The solution is for the Patent Office to set the bar much higher for new patents. It should reject applications for ideas anyone well versed in the art would automatically develop, once faced with that problem. That includes minor changes in size, shape, or properties whose impact is definitely predicted by science, as well as eliminating entire classes of ideas that are "in the air."
The Patent Office should invite third-party comments and expert testimony as soon as the patent filing is made public. These communities have much greater knowledge than the Patent Office about what's truly new, and will help raise the bar for everyone.
Such radical simplification would have a huge positive impact on both innovation and economic growth:
It would encourage people to work on hard problems -- without the fear that someone else could capture the lion's share of the benefit with a trivial variation on their pioneering idea.
It would speed the patent-granting process, aligning business timescales with IP timescales.
It would give companies and their investors IP certainty they could bank on.
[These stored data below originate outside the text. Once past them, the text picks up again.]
pub mod forecast_service;

// Price history views
pub mod market_data;

// Training and inference
pub mod ml;

pub use forecast_service::{ForecastService, ForecastServiceConfig};
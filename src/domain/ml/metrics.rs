//! Model evaluation metrics
//!
//! `ModelMetrics` serializes to the exact 13-key mapping exposed by the train and
//! model-info responses; its field names are part of the external contract.

use serde::{Deserialize, Serialize};
use statrs::statistics::Statistics;

/// Loss and error figures for one epoch, training and validation side by side
#[derive(Debug, Clone, Copy, PartialEq, Serialize, Deserialize)]
pub struct EpochStats {
    pub loss: f64,
    pub mae: f64,
    pub rmse: f64,
    pub val_loss: f64,
    pub val_mae: f64,
    pub val_rmse: f64,
}

#[derive(Debug, Clone, Default, PartialEq, Serialize, Deserialize)]
pub struct TrainingHistory {
    pub epochs: Vec<EpochStats>,
}

impl TrainingHistory {
    pub fn push(&mut self, stats: EpochStats) {
        self.epochs.push(stats);
    }

    pub fn len(&self) -> usize {
        self.epochs.len()
    }

    pub fn is_empty(&self) -> bool {
        self.epochs.is_empty()
    }

    pub fn last(&self) -> Option<&EpochStats> {
        self.epochs.last()
    }
}

/// Regression scores on price-unit values
#[derive(Debug, Clone, Copy, PartialEq, Serialize, Deserialize)]
pub struct RegressionReport {
    pub mse: f64,
    pub mae: f64,
    pub r2: f64,
    pub rmse: f64,
    pub explained_variance: f64,
    pub max_error: f64,
}

impl RegressionReport {
    /// Scores `predicted` against `actual`.
    ///
    /// R² and explained variance follow the usual convention for a constant target:
    /// 1.0 for a perfect fit, 0.0 otherwise. Both slices must have the same length.
    pub fn evaluate(actual: &[f64], predicted: &[f64]) -> Self {
        let n = actual.len().min(predicted.len());
        if n == 0 {
            return Self {
                mse: f64::NAN,
                mae: f64::NAN,
                r2: f64::NAN,
                rmse: f64::NAN,
                explained_variance: f64::NAN,
                max_error: f64::NAN,
            };
        }
        let actual = &actual[..n];
        let predicted = &predicted[..n];

        let residuals: Vec<f64> = actual
            .iter()
            .zip(predicted)
            .map(|(a, p)| a - p)
            .collect();

        let mse = residuals.iter().map(|r| r * r).sum::<f64>() / n as f64;
        let mae = residuals.iter().map(|r| r.abs()).sum::<f64>() / n as f64;
        let max_error = residuals.iter().map(|r| r.abs()).fold(0.0, f64::max);

        let actual_mean = actual.iter().mean();
        let ss_res = residuals.iter().map(|r| r * r).sum::<f64>();
        let ss_tot = actual.iter().map(|a| (a - actual_mean).powi(2)).sum::<f64>();
        let r2 = finite_ratio_score(ss_res, ss_tot);

        let residual_variance = residuals.iter().population_variance();
        let actual_variance = actual.iter().population_variance();
        let explained_variance = finite_ratio_score(residual_variance, actual_variance);

        Self {
            mse,
            mae,
            r2,
            rmse: mse.sqrt(),
            explained_variance,
            max_error,
        }
    }
}

/// `1 - numerator / denominator`, pinned to 1.0 / 0.0 when the denominator vanishes
fn finite_ratio_score(numerator: f64, denominator: f64) -> f64 {
    if denominator == 0.0 {
        if numerator == 0.0 { 1.0 } else { 0.0 }
    } else {
        1.0 - numerator / denominator
    }
}

/// The persisted metrics mapping
#[derive(Debug, Clone, PartialEq, Serialize, Deserialize)]
pub struct ModelMetrics {
    pub mse: f64,
    pub mae: f64,
    pub r2: f64,
    pub rmse: f64,
    pub explained_variance: f64,
    pub max_error: f64,
    pub training_loss: f64,
    pub validation_loss: f64,
    pub training_mse: f64,
    pub validation_mse: f64,
    pub training_mae: f64,
    pub validation_mae: f64,
    pub training_epochs: usize,
}

impl ModelMetrics {
    pub const KEYS: [&'static str; 13] = [
        "mse",
        "mae",
        "r2",
        "rmse",
        "explained_variance",
        "max_error",
        "training_loss",
        "validation_loss",
        "training_mse",
        "validation_mse",
        "training_mae",
        "validation_mae",
        "training_epochs",
    ];

    /// Combines the validation report with the endpoint values of the loss curves
    pub fn from_training(report: &RegressionReport, history: &TrainingHistory) -> Self {
        let last = history.last().copied().unwrap_or(EpochStats {
            loss: f64::NAN,
            mae: f64::NAN,
            rmse: f64::NAN,
            val_loss: f64::NAN,
            val_mae: f64::NAN,
            val_rmse: f64::NAN,
        });

        Self {
            mse: report.mse,
            mae: report.mae,
            r2: report.r2,
            rmse: report.rmse,
            explained_variance: report.explained_variance,
            max_error: report.max_error,
            training_loss: last.loss,
            validation_loss: last.val_loss,
            // The loss is MSE, so the tracked MSE curve is the loss curve
            training_mse: last.loss,
            validation_mse: last.val_loss,
            training_mae: last.mae,
            validation_mae: last.val_mae,
            training_epochs: history.len(),
        }
    }
}
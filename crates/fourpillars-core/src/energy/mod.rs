//! Energy-dip module.
//!
//! This module provides the static per-day-stem energy-dip calendar and the
//! evaluation of a point in time against it.

mod dip;

pub use dip::{
    current_status, month_branch, profile, status_at, EnergyDipProfile, EnergyLevel,
    EnergyStatus, HourRange,
};
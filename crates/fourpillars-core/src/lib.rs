//! # Four Pillars Core Library
//!
//! This library provides the computation engine for Four Pillars birth charts.
//! It follows a CLI-first layout: every operation is available through the
//! standalone `fourpillars-cli` binary, which is a thin layer over this crate.
//!
//! ## Architecture
//!
//! - **Cycle**: stem/branch cycles and the year, month, day and hour pillar
//!   derivations
//! - **Relation**: ten-god and twelve-stage classification
//! - **Luck**: decade luck cycles and the hundred-year annual table
//! - **Branch relation**: harmony/clash/punishment/harm tables and the
//!   compatibility scoring cascade
//! - **Stars**: special-star lookups
//! - **Highlight**: the smoothed life-highlight window
//! - **Energy**: the static energy-dip calendar
//! - **Storage**: TOML-based configuration
//!
//! Every computation is a pure function of its inputs and the constant tables.
//!
//! ## Key Components
//!
//! - [`chart`]: derive a [`Chart`] from [`BirthData`]
//! - [`LuckCycle`]: decade pillars for a chart and gender
//! - [`judge_compatibility`]: two-person verdict
//! - [`HighlightWindowCalculator`]: highlight window extraction
//! - [`Config`]: configuration management

pub mod branch_relation;
pub mod cycle;
pub mod energy;
pub mod error;
pub mod highlight;
pub mod luck;
pub mod relation;
pub mod stars;
pub mod storage;

pub use branch_relation::{judge_charts, judge_compatibility, CompatibilityResult, CompatibilityTier};
pub use cycle::{chart, BirthData, Branch, Chart, Element, Gender, Pillar, PillarPosition, Polarity, Stem};
pub use energy::{current_status, status_at, EnergyDipProfile, EnergyLevel, EnergyStatus};
pub use error::{ConfigError, CoreError, Result, ValidationError};
pub use highlight::{BeneficialElements, HighlightPeriod, HighlightWindowCalculator};
pub use luck::{hundred_year_table, AnnualFortune, LuckCycle, LuckPeriod};
pub use relation::{analyze_chart, ten_god, twelve_stage, ChartAnalysis, TenGod, TwelveStage};
pub use stars::{special_stars, SpecialStar, SpecialStars};
pub use storage::Config;
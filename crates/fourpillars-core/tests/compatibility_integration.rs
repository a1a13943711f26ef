//! Integration tests for the branch-relation cascade and compatibility verdicts.

use fourpillars_core::branch_relation::{evaluate, RuleKind};
use fourpillars_core::cycle::Element;
use fourpillars_core::{
    chart, judge_charts, judge_compatibility, BirthData, Branch, CompatibilityTier, Gender,
};

use Branch::*;

#[test]
fn test_three_harmony_without_double_counting() {
    let first = [Shen, Si, Zi, Wei];
    let second = [Chen, Hai, You, Yin];

    let result = judge_compatibility(&first, &second);
    assert!(result.findings[0].contains("water"));

    let eval = evaluate(&first, Some(&second));
    assert_eq!(eval.findings[0].rule, RuleKind::ThreeHarmony);
    assert_eq!(eval.findings[0].delta, 8.0);

    // 巳酉 still fires; neither water half does
    let halves: Vec<_> = eval
        .findings
        .iter()
        .filter(|f| f.rule == RuleKind::HalfCombination)
        .collect();
    assert_eq!(halves.len(), 1);
    assert!(halves[0].message.contains("metal"));
    assert!(!eval
        .findings
        .iter()
        .any(|f| f.rule == RuleKind::HalfCombination && f.message.contains(Element::Water.name())));
}

#[test]
fn test_year_clash_is_weighted_and_advised() {
    let first = [Zi, Yin, Yin, Yin];
    let second = [Wu, Yin, Yin, Yin];

    let eval = evaluate(&first, Some(&second));
    let clash = eval
        .findings
        .iter()
        .find(|f| f.rule == RuleKind::YearClash)
        .expect("year clash should fire");
    assert_eq!(clash.delta, -7.5);

    let result = judge_compatibility(&first, &second);
    // 寅午 half combination +4, clash -7.5
    assert_eq!(result.score, -3.5);
    assert_eq!(result.tier, CompatibilityTier::SomewhatDifficult);
    assert_eq!(result.recommendations.len(), 1);
    assert!(result.recommendations[0].contains("clash"));
}

#[test]
fn test_findings_follow_rule_order() {
    // three harmony, half, directional, year clash, punishment, day clash
    let first = [Zi, Shen, Wu, Mao];
    let second = [Wu, Chen, Zi, Yin];
    let eval = evaluate(&first, Some(&second));
    let rules: Vec<RuleKind> = eval.findings.iter().map(|f| f.rule).collect();
    let mut sorted = rules.clone();
    sorted.sort_by_key(|r| *r as u8);
    assert_eq!(rules, sorted);
    assert!(rules.contains(&RuleKind::Punishment));

    let result = judge_compatibility(&first, &second);
    assert!(result.description.contains("Details:"));
    // clash and punishment each attach advice
    assert_eq!(result.recommendations.len(), 2);
}

#[test]
fn test_judge_charts_matches_branch_judgement() {
    let a = chart(&BirthData::new(1982, 2, 25, 10, Gender::Male).unwrap()).unwrap();
    let b = chart(&BirthData::new(1990, 6, 15, 8, Gender::Female).unwrap()).unwrap();
    let by_chart = judge_charts(&a, &b);
    let by_branch = judge_compatibility(&a.branches(), &b.branches());
    assert_eq!(by_chart, by_branch);
    assert!((-10.0..=10.0).contains(&by_chart.score));
}
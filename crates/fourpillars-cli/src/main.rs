use clap::{CommandFactory, Parser, Subcommand};
use clap_complete::Shell;
use tracing_subscriber::EnvFilter;

use fourpillars_core::Config;

mod commands;

#[derive(Parser)]
#[command(name = "fourpillars-cli", version, about = "Four Pillars chart CLI")]
struct Cli {
    /// Log debug events to stderr
    #[arg(long, short, global = true)]
    verbose: bool,

    #[command(subcommand)]
    command: Commands,
}

#[derive(Subcommand)]
enum Commands {
    /// Four pillars and their relation analysis
    Chart(commands::birth::BirthArgs),
    /// Decade luck cycle
    Luck(commands::birth::BirthArgs),
    /// Special stars in the chart
    Stars(commands::birth::BirthArgs),
    /// Hundred-year annual fortune table
    Table(commands::birth::BirthArgs),
    /// Life highlight window
    Highlight(commands::highlight::HighlightArgs),
    /// Energy-dip profile and status
    Energy {
        #[command(subcommand)]
        action: commands::energy::EnergyAction,
    },
    /// Two-person compatibility
    Compat(commands::compat::CompatArgs),
    /// Configuration management
    Config {
        #[command(subcommand)]
        action: commands::config::ConfigAction,
    },
    /// Print shell completions
    Completions {
        /// Target shell
        shell: Shell,
    },
}

fn init_tracing(verbose: bool) {
    let filter = if verbose {
        EnvFilter::new("debug")
    } else {
        EnvFilter::try_from_default_env().unwrap_or_else(|_| {
            let level = Config::load()
                .map(|c| c.logging.level)
                .unwrap_or_else(|_| "warn".to_string());
            EnvFilter::try_new(&level).unwrap_or_else(|_| EnvFilter::new("warn"))
        })
    };
    tracing_subscriber::fmt()
        .with_env_filter(filter)
        .with_writer(std::io::stderr)
        .with_target(false)
        .init();
}

fn main() {
    let cli = Cli::parse();
    init_tracing(cli.verbose);

    let result = match cli.command {
        Commands::Chart(args) => commands::chart::run_chart(args),
        Commands::Luck(args) => commands::chart::run_luck(args),
        Commands::Stars(args) => commands::chart::run_stars(args),
        Commands::Table(args) => commands::chart::run_table(args),
        Commands::Highlight(args) => commands::highlight::run(args),
        Commands::Energy { action } => commands::energy::run(action),
        Commands::Compat(args) => commands::compat::run(args),
        Commands::Config { action } => commands::config::run(action),
        Commands::Completions { shell } => {
            let mut cmd = Cli::command();
            clap_complete::generate(shell, &mut cmd, "fourpillars-cli", &mut std::io::stdout());
            Ok(())
        }
    };

    if let Err(e) = result {
        eprintln!("error: {e}");
        std::process::exit(1);
    }
}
It would reduce the number of patent cases that go to court -- a huge waste of time and money for society.
A patent is a license to exclude others from practicing your invention, but businesses need freedom to operate. A broad patent would repel competitors from blocking its value with trivial variations. Instead of applying for 10 minor patents, inventors would apply for just one of true economic value. The flow of information surrounding invention would accelerate -- and so would innovation.
In such a scenario, America would become the gold standard for patents. Other countries might continue the practice of patenting the hair-splitting and trivial. But as it became clear that a U.S. patent was the strongest in the world -- the one that attracts capital -- the discipline would win worldwide recognition.
Moreover, countries like China and India, which are just agreeing to respect intellectual property, would be much easier to engage in dialogue if infringement were clear and the number of issues reduced.
Patent simplification, as I have outlined it, presents some problems. For example, the greater barriers to patents would probably require higher upfront costs -- perhaps too much for lone inventors to pay.
But these are details that stand a good chance of resolving themselves. For instance, a group of patent lawyers might emerge who would represent such money-strapped individuals on a contingency basis. After all, the resulting patent would cut a clearing in the forest, where new economic growth could thrive.
Higher standards and greater simplicity are the path to a better patent system -- for our nation and for its inventors. In my case, probably no more than a dozen of my 70 patents would reach this bar. Yet they would be more valuable in the end. Sometimes more isn't better.
Blonder, a general partner at Morgenthaler Ventures, is based in Princeton, N.J.